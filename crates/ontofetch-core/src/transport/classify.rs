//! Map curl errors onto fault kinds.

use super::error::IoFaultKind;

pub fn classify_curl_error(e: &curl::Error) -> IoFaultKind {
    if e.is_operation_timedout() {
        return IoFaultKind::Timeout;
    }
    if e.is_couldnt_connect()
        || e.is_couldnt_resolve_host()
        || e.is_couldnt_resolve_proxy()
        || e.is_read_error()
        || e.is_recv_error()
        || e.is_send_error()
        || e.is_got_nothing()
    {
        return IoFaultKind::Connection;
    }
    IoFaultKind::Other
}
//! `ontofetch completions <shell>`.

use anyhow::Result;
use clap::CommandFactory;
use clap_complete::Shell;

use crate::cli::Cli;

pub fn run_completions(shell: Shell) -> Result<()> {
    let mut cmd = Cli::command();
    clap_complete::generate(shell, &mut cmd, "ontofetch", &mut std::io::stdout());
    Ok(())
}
______________________________
_Task description_
In your response, reproduce the records exactly, every one.

_Answer space_
filename crates/ontofetch-core/src/transport/classify.rs
//! Map curl errors onto fault kinds.

use super::error::IoFaultKind;

pub fn classify_curl_error(e: &curl::Error) -> IoFaultKind {
    if e.is_operation_timedout() {
        return IoFaultKind::Timeout;
    }
    if e.is_couldnt_connect()
        || e.is_couldnt_resolve_host()
        || e.is_couldnt_resolve_proxy()
        || e.is_read_error()
        || e.is_recv_error()
        || e.is_send_error()
        || e.is_got_nothing()
    {
        return IoFaultKind::Connection;
    }
    IoFaultKind::Other
}
//! `ontofetch completions <shell>`.

use anyhow::Result;
use clap::CommandFactory;
use clap_complete::Shell;

use crate::cli::Cli;

pub fn run_completions(shell: Shell) -> Result<()> {
    let mut cmd = Cli::command();
    clap_complete::generate(shell, &mut cmd, "ontofetch", &mut std::io::stdout());
    Ok(())
}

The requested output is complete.